- [EXERCISE DIRECTIONS]:
Show every line from the entries that follow which holds the word "PathBuf".
┌──
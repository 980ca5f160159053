//! Tracing initialisation for matterci binaries.
//!
//! Call [`init_tracing`] once at program start. CI consumers grep these
//! log lines for outcomes, so the format must stay stable within a run.

use tracing::Level;
use tracing_subscriber::layer::SubscriberExt;
use tracing_subscriber::util::SubscriberInitExt;
use tracing_subscriber::{fmt, EnvFilter};

/// Initialise the global tracing subscriber.
///
/// * `json`: when `true`, emit newline-delimited JSON log lines for log
///   aggregation pipelines.
/// * `level`: default verbosity when `RUST_LOG` is not set.
///
/// Respects `RUST_LOG` for fine-grained filtering. Safe to call more than
/// once; only the first call takes effect (the global subscriber can be
/// set once per process).
pub fn init_tracing(json: bool, level: Level) {
    let env_filter =
        EnvFilter::try_from_default_env().unwrap_or_else(|_| EnvFilter::new(level.as_str()));

    if json {
        tracing_subscriber::registry()
            .with(env_filter)
            .with(fmt::layer().with_target(false).json())
            .try_init()
            .ok();
    } else {
        tracing_subscriber::registry()
            .with(env_filter)
            .with(fmt::layer().with_target(false))
            .try_init()
            .ok();
    }
}
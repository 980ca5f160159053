//! Error types for matterci-core

use std::path::PathBuf;
use thiserror::Error;

/// Errors that can occur in the certification CI pipeline
#[derive(Error, Debug)]
pub enum Error {
    /// Required environment variable is missing
    #[error("required environment variable {0} is not set")]
    MissingEnv(String),

    /// Test manifest file not found
    #[error("test manifest not found at path: {path}")]
    ManifestNotFound { path: PathBuf },

    /// Test manifest failed schema validation
    #[error("invalid test manifest: {0}")]
    InvalidManifest(String),

    /// Template placeholder with no binding
    #[error("unresolved template placeholder: {{{0}}}")]
    UnresolvedPlaceholder(String),

    /// No map file matched the build output pattern
    #[error("no map file matching pattern: {0}")]
    MapFileNotFound(String),

    /// No pipeline found for a commit
    #[error("no pipeline found: {0}")]
    PipelineNotFound(String),

    /// Named job missing from a pipeline
    #[error("job not found: {0}")]
    JobNotFound(String),

    /// Artifact download failed
    #[error("artifact download failed: {0}")]
    ArtifactDownload(String),

    /// External tool invocation failed
    #[error("external tool failed: {0}")]
    ToolFailed(String),

    /// Blocking command exceeded its deadline
    #[error("command timed out after {timeout_secs}s: {command}")]
    CommandTimeout { command: String, timeout_secs: u64 },

    /// DUT communication failure
    #[error("DUT error: {0}")]
    Dut(String),

    /// IO error
    #[error("IO error: {0}")]
    Io(#[from] std::io::Error),

    /// JSON parsing error
    #[error("JSON parsing error: {0}")]
    Json(#[from] serde_json::Error),

    /// HTTP error (GitLab API)
    #[error("HTTP error: {0}")]
    Http(String),
}

impl From<reqwest::Error> for Error {
    fn from(err: reqwest::Error) -> Self {
        Error::Http(err.to_string())
    }
}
└──
- [WRITTEN RESPONSE]:
use std::path::PathBuf;
    ManifestNotFound { path: PathBuf },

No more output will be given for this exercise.